As expetativas para encontrar a criança de quatro anos desaparecida desde segunda-feira à noite após ter caído ao rio Tejo, junto à praia de Caxias, em Oeiras, são cada vez menores, segundo o comandante da Capitania de Lisboa.

"Continuamos com os mesmos meios e alargámos mais o perímetro de buscas, por isso as probabilidades de encontrar a criança vão sendo cada vez menores, as expetativas também", disse à Lusa o comandante Malaquias Domingues, ao início da tarde.

Ao terceiro dia de buscas, Malaquias Domingues admite que as operações deverão durar esta quarta-feira e ainda quinta-feira, prevendo que a partir daí se suspendam as operações.

"Vamos estar hoje todo o dia e amanhã ainda deveremos continuar as buscas, mas depois é provável que se dê por terminada a operação", avançou.

As buscas para encontrar a criança foram retomadas esta quarta-feira às 07:30, com três embarcações em buscas na Foz do Tejo, duas equipas de mergulhadores e agentes da Polícia Marítima em terra.

Uma criança de 19 meses morreu e outra de quatro anos está desaparecida desde segunda-feira à noite.

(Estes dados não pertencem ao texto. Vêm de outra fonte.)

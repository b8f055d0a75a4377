use core::fmt;

use crate::UlMuAckSequence;

#[derive(Debug, Clone, PartialEq, Eq)]
pub enum SchedErr {
    /// A required configuration value is missing or out of range
    InvalidConfig { field: &'static str, reason: &'static str },
    /// The ack policy collaborator asked for a UL MU ack sequence the scheduler can't build
    UnsupportedUlAckSequence(UlMuAckSequence),
    /// The MPDU that triggered channel access is not a QoS data frame with a valid TID
    InvalidMpdu { tid: u8 },
}

impl fmt::Display for SchedErr {
    fn fmt(&self, f: &mut fmt::Formatter<'_>) -> fmt::Result {
        match self {
            SchedErr::InvalidConfig { field, reason } => write!(f, "invalid configuration: {}: {}", field, reason),
            SchedErr::UnsupportedUlAckSequence(seq) => write!(f, "unsupported UL MU ack sequence {:?}", seq),
            SchedErr::InvalidMpdu { tid } => write!(f, "MPDU is not QoS data (tid {})", tid),
        }
    }
}

impl std::error::Error for SchedErr {}
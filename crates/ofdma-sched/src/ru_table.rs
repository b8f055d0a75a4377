use ofdma_core::{ChannelWidth, RuType};

/// Number of RUs of each type that fit in one channel of the given width
/// (802.11ax subcarrier groups), in increasing tone count.
const RUS_20MHZ: [(RuType, usize); 4] = [(RuType::Ru26, 9), (RuType::Ru52, 4), (RuType::Ru106, 2), (RuType::Ru242, 1)];

const RUS_40MHZ: [(RuType, usize); 5] = [
    (RuType::Ru26, 18),
    (RuType::Ru52, 8),
    (RuType::Ru106, 4),
    (RuType::Ru242, 2),
    (RuType::Ru484, 1),
];

const RUS_80MHZ: [(RuType, usize); 6] = [
    (RuType::Ru26, 37),
    (RuType::Ru52, 16),
    (RuType::Ru106, 8),
    (RuType::Ru242, 4),
    (RuType::Ru484, 2),
    (RuType::Ru996, 1),
];

/// RU multiplicities of a single 80 MHz or narrower segment. 160 MHz is two 80 MHz segments.
fn segment_table(bw: ChannelWidth) -> &'static [(RuType, usize)] {
    match bw {
        ChannelWidth::Mhz20 => &RUS_20MHZ,
        ChannelWidth::Mhz40 => &RUS_40MHZ,
        ChannelWidth::Mhz80 | ChannelWidth::Mhz160 => &RUS_80MHZ,
    }
}

/// Number of RUs of type `ru` in the whole channel, or None if the type doesn't exist at this width
pub fn num_rus(bw: ChannelWidth, ru: RuType) -> Option<usize> {
    if ru == RuType::Ru2x996 {
        return if bw == ChannelWidth::Mhz160 { Some(1) } else { None };
    }
    let per_segment = segment_table(bw).iter().find(|(t, _)| *t == ru).map(|(_, n)| *n)?;
    Some(if bw == ChannelWidth::Mhz160 { 2 * per_segment } else { per_segment })
}

/// Number of RUs of type `ru` within one 80 MHz segment (or the whole channel below 160 MHz)
pub fn num_rus_per_segment(bw: ChannelWidth, ru: RuType) -> Option<usize> {
    if ru == RuType::Ru2x996 {
        return None;
    }
    segment_table(bw).iter().find(|(t, _)| *t == ru).map(|(_, n)| *n)
}

/// Given the channel width and the number of candidate stations, returns the narrowest RU type
/// such that every granted station gets an RU of that same size, together with the number of
/// stations granted. The granted count is in 1..=n_candidates.
pub fn number_and_type_of_rus(bw: ChannelWidth, n_candidates: usize) -> (RuType, usize) {
    assert!(n_candidates >= 1, "number_and_type_of_rus: no candidates");

    let factor = if bw == ChannelWidth::Mhz160 { 2 } else { 1 };
    for &(ru, per_segment) in segment_table(bw) {
        let n_rus = factor * per_segment;
        if n_rus <= n_candidates {
            tracing::trace!("number_and_type_of_rus: {} {} candidates -> {} x {}", bw, n_candidates, n_rus, ru);
            return (ru, n_rus);
        }
    }

    // Only a single station on 160 MHz gets here
    assert!(
        bw == ChannelWidth::Mhz160 && n_candidates == 1,
        "number_and_type_of_rus: nothing fits {} with {} candidates",
        bw,
        n_candidates
    );
    (RuType::Ru2x996, 1)
}
//! Scheduler configuration management
//!
//! This crate provides configuration loading and parsing for the OFDMA scheduler:
//! - TOML configuration file parsing
//! - Scheduler and PHY configuration structures

pub mod sched_config;
pub mod toml_config;

pub use sched_config::*;
pub use toml_config::*;
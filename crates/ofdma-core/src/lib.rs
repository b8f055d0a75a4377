//! Core types for the OFDMA multi-user scheduler
//!
//! This crate provides fundamental types and utilities shared by the scheduler crates:
//! - MAC addresses and association identifiers
//! - TID / access category mapping
//! - HE resource unit types and RU specifications
//! - TX vector, TX parameters and trigger frame descriptors
//! - TxTime for logical transmission time budgets
//! - Logging setup and debug macros

pub mod address;
pub mod debug;
pub mod he_ru;
pub mod mpdu;
pub mod qos;
pub mod sched_err;
pub mod trigger;
pub mod tx_params;
pub mod tx_time;
pub mod tx_vector;

// Re-export commonly used items
pub use address::*;
pub use he_ru::*;
pub use mpdu::Mpdu;
pub use qos::*;
pub use sched_err::SchedErr;
pub use trigger::*;
pub use tx_params::*;
pub use tx_time::TxTime;
pub use tx_vector::*;

/// Modulation and coding scheme index
pub type Mcs = u8;

/// Number of spatial streams
pub type Nss = u8;
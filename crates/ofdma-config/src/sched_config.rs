use serde::Deserialize;

use ofdma_core::ChannelWidth;

/// Maximum number of stations that can be granted an RU in one DL MU PPDU
/// (74 x 26-tone RUs in 160 MHz)
pub const MAX_N_STATIONS: u8 = 74;

/// What happens to the round robin cursor once the DL MU PPDU is built
#[derive(Debug, Clone, Copy, PartialEq, Eq, Deserialize)]
#[serde(rename_all = "PascalCase")]
pub enum CursorPolicy {
    /// After advancing to the first station that was not granted an RU, the cursor is
    /// overwritten with the first candidate. Every decision then restarts from the
    /// same station.
    PinFirstCandidate,
    /// The cursor is left at the first station that was not served
    AdvancePastGranted,
}

/// Scheduling behaviour
#[derive(Debug, Clone)]
pub struct CfgScheduler {
    /// Maximum number of stations granted an RU in a DL MU PPDU, 1..=74
    pub n_stations: u8,
    /// Return DL OFDMA with an empty receiver set instead of falling back to SU
    pub force_dl_ofdma: bool,
    /// Solicit an UL OFDMA exchange after each DL OFDMA transmission
    pub enable_ul_ofdma: bool,
    /// Size in bytes of the PSDU solicited in HE TB PPDUs. Must be non-zero when
    /// UL OFDMA is enabled
    pub ul_psdu_size: u32,
    pub cursor_policy: CursorPolicy,
    /// Rank candidates by weighted queued bytes and hand out RUs of different sizes
    /// ("largest weighted first"). When off, every granted station gets an RU of the same size
    pub priority_allocation: bool,
    /// Overwrite the MCS of stations granted through the priority path with random values
    pub randomize_mcs: bool,
    /// Seed for the MCS randomizer. None seeds from the OS
    pub mcs_seed: Option<u64>,
}

impl Default for CfgScheduler {
    fn default() -> Self {
        Self {
            n_stations: default_n_stations(),
            force_dl_ofdma: false,
            enable_ul_ofdma: true,
            ul_psdu_size: default_ul_psdu_size(),
            cursor_policy: CursorPolicy::PinFirstCandidate,
            priority_allocation: true,
            randomize_mcs: true,
            mcs_seed: None,
        }
    }
}

#[inline]
fn default_n_stations() -> u8 {
    4
}

#[inline]
fn default_ul_psdu_size() -> u32 {
    500
}

/// PHY parameters, used by the simulated environment
#[derive(Debug, Clone)]
pub struct CfgPhy {
    pub channel_width: ChannelWidth,
    /// 800, 1600 or 3200
    pub guard_interval_ns: u16,
}

impl Default for CfgPhy {
    fn default() -> Self {
        Self {
            channel_width: ChannelWidth::Mhz20,
            guard_interval_ns: 800,
        }
    }
}

#[derive(Debug, Clone, Default)]
pub struct OfdmaConfig {
    pub debug_log: Option<String>,
    pub sched: CfgScheduler,
    pub phy: CfgPhy,
}

impl OfdmaConfig {
    /// Validate that all configuration fields hold usable values.
    pub fn validate(&self) -> Result<(), &str> {
        self.sched.validate()?;
        if ![800, 1600, 3200].contains(&self.phy.guard_interval_ns) {
            return Err("phy.guard_interval_ns must be 800, 1600 or 3200");
        }
        Ok(())
    }
}

impl CfgScheduler {
    pub fn validate(&self) -> Result<(), &str> {
        if self.n_stations == 0 || self.n_stations > MAX_N_STATIONS {
            return Err("n_stations must be in 1..=74");
        }
        if self.enable_ul_ofdma && self.ul_psdu_size == 0 {
            return Err("ul_psdu_size must be non-zero when enable_ul_ofdma is set");
        }
        Ok(())
    }
}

O alerta foi dado por uma testemunha que viu uma mulher sair da água na praia de Caxias, em pânico, em avançado estado de hipotermia e a afirmar que as suas duas filhas estavam dentro de água.

A criança de 19 meses foi resgatada e alvo de tentativa de reanimação, mas sem sucesso.

A mãe das crianças, de 37 anos, foi transferida para o Hospital Santa Maria, em Lisboa, e foi esta quarta-feira detida pela PJ, suspeita de duplo homicídio.

Em declarações à agência Lusa, fonte da Comissão Nacional de Proteção de Crianças e Jovens em Risco da Amadora adiantou que a família estava sinalizada e que a mulher já tinha apresentado queixa em novembro na polícia por violência doméstica e suspeita de abusos sobre as meninas por parte do pai.

As buscas para encontrar a criança de quatro anos desaparecida foram entretanto suspensas às 18:15 desta quarta-feira e serão retomadas às 07:30 de quinta-feira.

De acordo com o comandante Malaquias Domingues, o mau tempo não permite que as operações de salvamento continuem por hoje.

"Hoje terminámos mais cedo porque a chuva continua muito forte e retirou muito da luz do dia. Já estamos com muito pouca luz e por isso há pouca produtividade", adiantou.

Tal como esta quarta-feira, as buscas serão retomadas na quinta-feira às 07:30, naquele que poderá ser o último dia de operações.